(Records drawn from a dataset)
=== Begin Enclosure ===
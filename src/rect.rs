//! C3: flat-fill SRC_OVER into a clipped integer rectangle. Exists for the
//! quad-detector fast path (`quad.rs`) and must match the pixel output of
//! rasterizing the equivalent two-triangle decomposition through `triangle.rs`.

use crate::color::PackedColor;

/// Paints `color` over every pixel in `[min, max)` (point space), after
/// scaling to pixel space and clamping to the target bounds. Bounds are
/// exclusive of `max` throughout.
pub fn paint_rect(pixels: &mut [PackedColor], width_px: usize, height_px: usize, scale: egui::Vec2, min: egui::Pos2, max: egui::Pos2, color: PackedColor) {
	let round = |v: f32| (v + 0.5) as i64;

	let min_x = round(scale.x * min.x).clamp(0, width_px as i64);
	let min_y = round(scale.y * min.y).clamp(0, height_px as i64);
	let max_x = round(scale.x * max.x).clamp(0, width_px as i64);
	let max_y = round(scale.y * max.y).clamp(0, height_px as i64);

	if min_x >= max_x || min_y >= max_y {
		return;
	}

	for y in min_y..max_y {
		let row_start = y as usize * width_px;
		for x in min_x..max_x {
			let idx = row_start + x as usize;
			pixels[idx] = pixels[idx].blend_over(color);
		}
	}
}

/// Pixel-space area of the clamped rectangle. Used for the uniform- and
/// textured-rectangle stats buckets.
pub fn clipped_area_px(width_px: usize, height_px: usize, scale: egui::Vec2, min: egui::Pos2, max: egui::Pos2) -> f64 {
	let round = |v: f32| (v + 0.5) as i64;

	let min_x = round(scale.x * min.x).clamp(0, width_px as i64);
	let min_y = round(scale.y * min.y).clamp(0, height_px as i64);
	let max_x = round(scale.x * max.x).clamp(0, width_px as i64);
	let max_y = round(scale.y * max.y).clamp(0, height_px as i64);

	if min_x >= max_x || min_y >= max_y {
		0.0
	} else {
		((max_x - min_x) * (max_y - min_y)) as f64
	}
}
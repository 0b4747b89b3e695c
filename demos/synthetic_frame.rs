//! Builds one synthetic `egui` frame — a flat-colored rectangle and an
//! untextured triangle, no window, no text — paints it with `softpaint`,
//! and dumps the result as a binary PPM so the output can be inspected
//! without a display.

use std::env;
use std::fs::File;
use std::io::{BufWriter, Write};

use softpaint::{Options, PaintTarget, PackedColor, Renderer};

fn build_frame(width_pts: f32, height_pts: f32) -> (egui::TexturesDelta, Vec<egui::ClippedPrimitive>, f32) {
	let ctx = egui::Context::default();
	let raw_input = egui::RawInput {
		screen_rect: Some(egui::Rect::from_min_size(egui::pos2(0.0, 0.0), egui::vec2(width_pts, height_pts))),
		..Default::default()
	};

	let full_output = ctx.run(raw_input, |ctx| {
		egui::Area::new(egui::Id::new("synthetic_frame")).fixed_pos(egui::pos2(0.0, 0.0)).show(ctx, |ui| {
			let painter = ui.painter();
			painter.rect_filled(
				egui::Rect::from_min_max(egui::pos2(8.0, 8.0), egui::pos2(40.0, 40.0)),
				0.0,
				egui::Color32::from_rgb(220, 80, 40),
			);
			painter.add(egui::Shape::convex_polygon(
				vec![egui::pos2(40.0, 48.0), egui::pos2(60.0, 48.0), egui::pos2(40.0, 60.0)],
				egui::Color32::from_rgb(60, 140, 220),
				egui::Stroke::NONE,
			));
		});
	});

	let clipped_primitives = ctx.tessellate(full_output.shapes, full_output.pixels_per_point);
	(full_output.textures_delta, clipped_primitives, full_output.pixels_per_point)
}

fn write_ppm(path: &str, width_px: usize, height_px: usize, pixels: &[PackedColor]) -> std::io::Result<()> {
	let file = File::create(path)?;
	let mut out = BufWriter::new(file);
	writeln!(out, "P6\n{width_px} {height_px}\n255")?;
	for pixel in pixels {
		out.write_all(&[pixel.r(), pixel.g(), pixel.b()])?;
	}
	Ok(())
}

fn main() {
	env_logger::init();

	let out_path = env::args().nth(1).unwrap_or_else(|| "synthetic_frame.ppm".to_string());

	let (width_pts, height_pts) = (64.0, 64.0);
	let (textures_delta, clipped_primitives, pixels_per_point) = build_frame(width_pts, height_pts);

	let width_px = (width_pts * pixels_per_point) as usize;
	let height_px = (height_pts * pixels_per_point) as usize;
	let mut pixels = vec![PackedColor::TRANSPARENT; width_px * height_px];

	let mut renderer = Renderer::new();
	renderer.bind();

	let mut target = PaintTarget::new(&mut pixels, width_px, height_px, egui::vec2(pixels_per_point, pixels_per_point));
	renderer.paint(&mut target, &textures_delta, &clipped_primitives, &Options::default());

	log::info!("painted {} triangles, {} quad-detector hits", renderer.stats().triangle_count, renderer.stats().quad_detector_hits);

	renderer.unbind();

	write_ppm(&out_path, width_px, height_px, &pixels).expect("failed to write output PPM");
	println!("wrote {out_path}");
}
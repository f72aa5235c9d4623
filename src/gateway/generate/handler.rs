use super::prompt;
use super::response;
use super::types::{GenerateRequest, Task};
use crate::error::AppError;
use crate::gateway::AppState;
use crate::logging::{self, LogLevel};
use crate::util::id;
use axum::Json;
use axum::body::Bytes;
use axum::extract::{OriginalUri, State};
use axum::http::{HeaderMap, Method, StatusCode};
use axum::response::{IntoResponse, Response};
use std::sync::Arc;
use std::time::Instant;
use tracing::Instrument;

const MSG_INVALID_JSON: &str = "El cuerpo de la solicitud no es un JSON válido.";
const MSG_MISSING_FIELDS: &str = "Faltan los campos 'task' o 'payload'.";

pub async fn handle_generate(
    State(state): State<Arc<AppState>>,
    method: Method,
    uri: OriginalUri,
    headers: HeaderMap,
    body: Bytes,
) -> Response {
    let start = Instant::now();
    let log_level = state.cfg.log_level();
    logging::client_request(log_level, method.as_str(), uri.0.path(), &headers, &body);

    let span = tracing::info_span!("generate", request_id = %id::request_id());
    let result = generate(&state, &body).instrument(span).await;

    match result {
        Ok(out) => respond(log_level, start, StatusCode::OK, out),
        Err(e) => {
            match &e {
                AppError::BadRequest(_) => tracing::debug!("拒绝请求: {e}"),
                _ => tracing::error!("生成失败: {e}"),
            }
            let status = e.status();
            let body = serde_json::to_value(e.body()).unwrap_or_default();
            respond(log_level, start, status, body)
        }
    }
}

async fn generate(state: &AppState, body: &[u8]) -> Result<serde_json::Value, AppError> {
    let value: serde_json::Value =
        serde_json::from_slice(body).map_err(|_| AppError::bad_request(MSG_INVALID_JSON))?;
    // 合法 JSON 但字段类型不对（如 task 为数字）按字段缺失处理。
    let req: GenerateRequest = serde_json::from_value(value).unwrap_or_default();

    let task = req.task.filter(|t| !t.trim().is_empty());
    let payload = req.payload.filter(|p| !p.is_null());
    let (Some(task), Some(payload)) = (task, payload) else {
        return Err(AppError::bad_request(MSG_MISSING_FIELDS));
    };

    let task = Task::parse(&task);
    if let Task::Other(name) = &task {
        tracing::warn!(task = %name, "未知任务，按原始 JSON 转发");
    }

    let chat = prompt::build(&task, &payload).into_request(&state.cfg.model_id, &task);
    let text = state.dispatcher.dispatch(&chat).await?;

    tracing::info!(task = task.as_str(), chars = text.chars().count(), "生成完成");
    Ok(response::shape(&task, &text))
}

pub(crate) fn respond(
    log_level: LogLevel,
    start: Instant,
    status: StatusCode,
    body: serde_json::Value,
) -> Response {
    if log_level.client_enabled()
        && let Ok(bytes) = serde_json::to_vec(&body)
    {
        logging::client_response(log_level, status.as_u16(), start.elapsed(), &bytes);
    }
    (status, Json(body)).into_response()
}
use serde::Deserialize;

/// `POST /api/generate` 请求体。字段缺失在 handler 中统一返回 400。
#[derive(Debug, Clone, Default, Deserialize)]
pub struct GenerateRequest {
    #[serde(default)]
    pub task: Option<String>,
    #[serde(default)]
    pub payload: Option<serde_json::Value>,
}

#[derive(Debug, Clone, PartialEq, Eq)]
pub enum Task {
    TranslateChapter,
    TranslateTitle,
    GenerateAnexo,
    SuggestTitle,
    /// 未识别的任务：以原始 JSON 形式进入 prompt，而不是报错。
    Other(String),
}

impl Task {
    pub fn parse(name: &str) -> Self {
        match name.trim() {
            "translate_chapter" => Self::TranslateChapter,
            "translate_title" => Self::TranslateTitle,
            "generate_anexo" => Self::GenerateAnexo,
            "suggest_title" => Self::SuggestTitle,
            other => Self::Other(other.to_string()),
        }
    }

    pub fn as_str(&self) -> &str {
        match self {
            Self::TranslateChapter => "translate_chapter",
            Self::TranslateTitle => "translate_title",
            Self::GenerateAnexo => "generate_anexo",
            Self::SuggestTitle => "suggest_title",
            Self::Other(name) => name,
        }
    }

    /// generate_anexo 要求上游以 JSON 对象输出。
    pub fn wants_json_object(&self) -> bool {
        matches!(self, Self::GenerateAnexo)
    }
}
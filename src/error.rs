use crate::gateway::common::dispatch::DispatchError;
use axum::{
    Json,
    http::StatusCode,
    response::{IntoResponse, Response},
};
use serde::Serialize;
use thiserror::Error;

// 面向前端的提示文案（前端为西班牙语界面）。
pub const MSG_NO_CREDENTIALS: &str = "La API Key de Groq no está configurada en el servidor.";
pub const MSG_EXHAUSTED: &str =
    "Todas las API Keys de Groq han alcanzado su límite de uso. Inténtalo de nuevo más tarde.";
pub const MSG_UPSTREAM_PREFIX: &str = "Error en la API de Groq";

#[derive(Debug, Error)]
pub enum AppError {
    #[error("参数错误: {0}")]
    BadRequest(String),

    #[error(transparent)]
    Dispatch(#[from] DispatchError),
}

#[derive(Debug, Serialize)]
pub struct ErrorBody {
    pub message: String,
}

impl AppError {
    pub fn bad_request(message: impl Into<String>) -> Self {
        Self::BadRequest(message.into())
    }

    pub fn status(&self) -> StatusCode {
        match self {
            AppError::BadRequest(_) => StatusCode::BAD_REQUEST,
            AppError::Dispatch(_) => StatusCode::INTERNAL_SERVER_ERROR,
        }
    }

    /// 返回给客户端的文案：不暴露使用了哪个 key、轮换了几次。
    pub fn client_message(&self) -> String {
        match self {
            AppError::BadRequest(msg) => msg.clone(),
            AppError::Dispatch(DispatchError::NoCredentials) => MSG_NO_CREDENTIALS.to_string(),
            AppError::Dispatch(DispatchError::Exhausted { .. }) => MSG_EXHAUSTED.to_string(),
            AppError::Dispatch(DispatchError::Upstream(e)) => match e.status() {
                Some(status) => format!("{MSG_UPSTREAM_PREFIX}: {status} - {}", upstream_detail(e)),
                None => format!("{MSG_UPSTREAM_PREFIX}: {e}"),
            },
        }
    }

    pub fn body(&self) -> ErrorBody {
        ErrorBody {
            message: self.client_message(),
        }
    }
}

fn upstream_detail(e: &crate::groq::client::ApiError) -> String {
    match e {
        crate::groq::client::ApiError::Http { message, .. } => message.clone(),
        other => other.to_string(),
    }
}

impl IntoResponse for AppError {
    fn into_response(self) -> Response {
        (self.status(), Json(self.body())).into_response()
    }
}
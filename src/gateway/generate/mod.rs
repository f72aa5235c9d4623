mod handler;
mod prompt;
mod response;
mod types;

pub use handler::handle_generate;
pub(crate) use handler::respond;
=== End Enclosure ===
TASK DIRECTIONS: Begin at the line above that has "bounds. Bounds are" and stop after the line that has "the uniform- and", copying each line exactly and adding nothing else.

ANSWER TO THE PROBLEM:
/// scaling to pixel space and clamping to the target bounds. Bounds are
/// exclusive of `max` throughout.
pub fn paint_rect(pixels: &mut [PackedColor], width_px: usize, height_px: usize, scale: egui::Vec2, min: egui::Pos2, max: egui::Pos2, color: PackedColor) {
	let round = |v: f32| (v + 0.5) as i64;

	let min_x = round(scale.x * min.x).clamp(0, width_px as i64);
	let min_y = round(scale.y * min.y).clamp(0, height_px as i64);
	let max_x = round(scale.x * max.x).clamp(0, width_px as i64);
	let max_y = round(scale.y * max.y).clamp(0, height_px as i64);

	if min_x >= max_x || min_y >= max_y {
		return;
	}

	for y in min_y..max_y {
		let row_start = y as usize * width_px;
		for x in min_x..max_x {
			let idx = row_start + x as usize;
			pixels[idx] = pixels[idx].blend_over(color);
		}
	}
}

/// Pixel-space area of the clamped rectangle. Used for the uniform- and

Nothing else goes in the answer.